# What is needed
Copy each line of the records below that mentions the word "faults".

# Supplied information

┄┄┄┄┄┄┄┄┄┄┄┄┄┄┄┄┄┄┄┄

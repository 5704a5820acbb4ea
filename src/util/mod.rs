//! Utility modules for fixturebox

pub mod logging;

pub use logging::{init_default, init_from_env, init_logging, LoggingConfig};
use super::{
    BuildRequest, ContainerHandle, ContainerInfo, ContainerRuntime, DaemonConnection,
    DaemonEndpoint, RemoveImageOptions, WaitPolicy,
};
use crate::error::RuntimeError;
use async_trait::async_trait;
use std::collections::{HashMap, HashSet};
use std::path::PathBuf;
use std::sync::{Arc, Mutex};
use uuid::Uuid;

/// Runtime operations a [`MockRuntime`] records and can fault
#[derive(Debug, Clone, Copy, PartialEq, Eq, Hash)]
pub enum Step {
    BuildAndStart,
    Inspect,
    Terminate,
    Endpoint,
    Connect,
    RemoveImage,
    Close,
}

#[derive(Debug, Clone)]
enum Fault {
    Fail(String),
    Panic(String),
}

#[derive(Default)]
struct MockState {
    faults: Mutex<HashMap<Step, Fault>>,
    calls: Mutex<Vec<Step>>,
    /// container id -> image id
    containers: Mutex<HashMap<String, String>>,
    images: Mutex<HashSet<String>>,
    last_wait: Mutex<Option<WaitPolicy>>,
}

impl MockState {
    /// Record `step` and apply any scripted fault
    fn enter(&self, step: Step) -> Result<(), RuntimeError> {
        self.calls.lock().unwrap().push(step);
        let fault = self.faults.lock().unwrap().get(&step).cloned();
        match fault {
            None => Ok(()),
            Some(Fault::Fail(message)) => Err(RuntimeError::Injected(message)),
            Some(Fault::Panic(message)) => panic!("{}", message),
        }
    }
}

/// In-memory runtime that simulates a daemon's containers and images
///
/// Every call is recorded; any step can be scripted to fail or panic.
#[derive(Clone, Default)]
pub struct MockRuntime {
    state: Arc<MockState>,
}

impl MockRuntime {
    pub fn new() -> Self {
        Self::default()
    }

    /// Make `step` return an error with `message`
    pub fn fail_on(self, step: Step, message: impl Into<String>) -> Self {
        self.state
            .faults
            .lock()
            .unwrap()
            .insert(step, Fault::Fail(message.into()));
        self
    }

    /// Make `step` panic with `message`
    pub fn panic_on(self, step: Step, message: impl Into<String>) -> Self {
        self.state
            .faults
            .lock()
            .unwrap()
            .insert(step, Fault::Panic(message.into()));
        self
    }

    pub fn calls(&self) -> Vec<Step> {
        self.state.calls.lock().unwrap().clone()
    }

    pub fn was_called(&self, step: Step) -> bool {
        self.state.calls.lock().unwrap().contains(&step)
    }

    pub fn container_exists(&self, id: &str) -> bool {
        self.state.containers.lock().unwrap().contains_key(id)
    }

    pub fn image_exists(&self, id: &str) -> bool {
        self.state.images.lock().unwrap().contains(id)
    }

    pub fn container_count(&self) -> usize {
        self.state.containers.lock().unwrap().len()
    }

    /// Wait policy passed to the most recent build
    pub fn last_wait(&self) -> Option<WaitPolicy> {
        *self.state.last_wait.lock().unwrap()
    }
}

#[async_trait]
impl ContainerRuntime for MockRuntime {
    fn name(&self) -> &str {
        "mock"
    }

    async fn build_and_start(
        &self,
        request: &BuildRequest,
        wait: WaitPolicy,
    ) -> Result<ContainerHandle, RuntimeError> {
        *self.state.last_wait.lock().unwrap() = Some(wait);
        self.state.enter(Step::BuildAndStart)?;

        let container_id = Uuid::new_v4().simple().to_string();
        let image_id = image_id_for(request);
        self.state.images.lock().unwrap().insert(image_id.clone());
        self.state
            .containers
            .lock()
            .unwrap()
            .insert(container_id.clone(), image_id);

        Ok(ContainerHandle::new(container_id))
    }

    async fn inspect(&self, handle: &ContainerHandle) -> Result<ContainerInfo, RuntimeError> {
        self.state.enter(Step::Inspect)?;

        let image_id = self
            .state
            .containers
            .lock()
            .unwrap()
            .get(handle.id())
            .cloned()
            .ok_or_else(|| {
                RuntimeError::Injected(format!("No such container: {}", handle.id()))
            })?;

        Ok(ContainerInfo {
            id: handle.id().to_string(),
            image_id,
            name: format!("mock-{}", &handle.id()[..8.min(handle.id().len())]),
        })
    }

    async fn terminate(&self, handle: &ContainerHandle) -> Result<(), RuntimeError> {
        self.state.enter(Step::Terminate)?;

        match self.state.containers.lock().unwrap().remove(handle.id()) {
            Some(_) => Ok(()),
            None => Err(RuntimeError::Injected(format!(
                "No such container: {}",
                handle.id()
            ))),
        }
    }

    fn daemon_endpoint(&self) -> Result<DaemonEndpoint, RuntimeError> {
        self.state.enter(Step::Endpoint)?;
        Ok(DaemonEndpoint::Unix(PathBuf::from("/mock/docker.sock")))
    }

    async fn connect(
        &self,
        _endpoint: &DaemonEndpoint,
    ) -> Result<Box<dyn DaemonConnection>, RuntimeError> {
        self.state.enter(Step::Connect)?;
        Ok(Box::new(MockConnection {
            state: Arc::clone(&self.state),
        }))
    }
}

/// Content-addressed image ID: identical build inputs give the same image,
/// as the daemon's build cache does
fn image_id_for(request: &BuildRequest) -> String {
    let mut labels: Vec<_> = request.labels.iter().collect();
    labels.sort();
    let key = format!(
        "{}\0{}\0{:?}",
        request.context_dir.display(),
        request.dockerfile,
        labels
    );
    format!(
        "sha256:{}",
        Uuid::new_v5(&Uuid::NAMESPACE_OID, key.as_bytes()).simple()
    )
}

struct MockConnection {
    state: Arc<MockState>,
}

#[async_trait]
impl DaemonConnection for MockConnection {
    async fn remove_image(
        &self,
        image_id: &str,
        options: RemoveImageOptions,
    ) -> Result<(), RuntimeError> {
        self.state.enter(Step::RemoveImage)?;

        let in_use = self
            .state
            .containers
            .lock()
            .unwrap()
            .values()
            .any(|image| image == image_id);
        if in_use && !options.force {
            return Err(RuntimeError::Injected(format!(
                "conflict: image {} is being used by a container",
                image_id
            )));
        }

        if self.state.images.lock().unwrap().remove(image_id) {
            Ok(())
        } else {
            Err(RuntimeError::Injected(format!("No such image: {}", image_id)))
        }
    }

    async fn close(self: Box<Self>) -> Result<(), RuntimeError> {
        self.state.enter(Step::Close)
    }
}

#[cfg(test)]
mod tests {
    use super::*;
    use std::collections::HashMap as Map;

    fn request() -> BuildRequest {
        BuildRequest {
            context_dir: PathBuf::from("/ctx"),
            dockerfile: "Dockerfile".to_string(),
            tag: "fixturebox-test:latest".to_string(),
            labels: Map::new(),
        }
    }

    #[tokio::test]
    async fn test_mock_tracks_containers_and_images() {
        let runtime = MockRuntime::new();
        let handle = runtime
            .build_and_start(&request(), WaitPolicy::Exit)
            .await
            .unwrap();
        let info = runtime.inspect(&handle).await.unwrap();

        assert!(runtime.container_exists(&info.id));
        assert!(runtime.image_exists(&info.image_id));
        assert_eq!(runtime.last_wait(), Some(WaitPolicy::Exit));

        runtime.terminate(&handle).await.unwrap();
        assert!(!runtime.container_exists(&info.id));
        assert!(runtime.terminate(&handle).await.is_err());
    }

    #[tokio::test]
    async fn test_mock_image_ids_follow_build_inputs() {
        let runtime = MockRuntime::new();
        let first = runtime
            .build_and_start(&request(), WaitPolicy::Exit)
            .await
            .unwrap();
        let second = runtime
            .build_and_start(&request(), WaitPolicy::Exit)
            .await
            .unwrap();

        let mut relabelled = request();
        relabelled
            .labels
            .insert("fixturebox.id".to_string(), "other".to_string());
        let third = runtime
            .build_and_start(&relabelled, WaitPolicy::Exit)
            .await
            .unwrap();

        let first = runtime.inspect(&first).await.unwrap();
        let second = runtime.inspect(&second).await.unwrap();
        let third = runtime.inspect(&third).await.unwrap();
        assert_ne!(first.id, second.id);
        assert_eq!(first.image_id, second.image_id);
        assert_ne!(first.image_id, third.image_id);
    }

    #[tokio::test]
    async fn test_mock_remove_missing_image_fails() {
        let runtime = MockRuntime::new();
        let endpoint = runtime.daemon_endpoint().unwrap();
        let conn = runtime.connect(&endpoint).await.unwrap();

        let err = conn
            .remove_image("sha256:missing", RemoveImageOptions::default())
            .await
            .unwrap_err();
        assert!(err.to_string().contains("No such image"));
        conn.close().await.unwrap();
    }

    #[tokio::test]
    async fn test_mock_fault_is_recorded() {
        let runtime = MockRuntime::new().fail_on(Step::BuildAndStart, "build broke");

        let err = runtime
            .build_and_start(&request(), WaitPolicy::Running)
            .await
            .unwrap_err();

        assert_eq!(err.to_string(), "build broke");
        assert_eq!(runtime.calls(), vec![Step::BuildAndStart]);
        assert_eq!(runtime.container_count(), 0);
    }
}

┄┄┄┄┄┄┄┄┄┄┄┄┄┄┄┄┄┄┄┄

# Solved exercise
    faults: Mutex<HashMap<Step, Fault>>,
        let fault = self.faults.lock().unwrap().get(&step).cloned();
            .faults
            .faults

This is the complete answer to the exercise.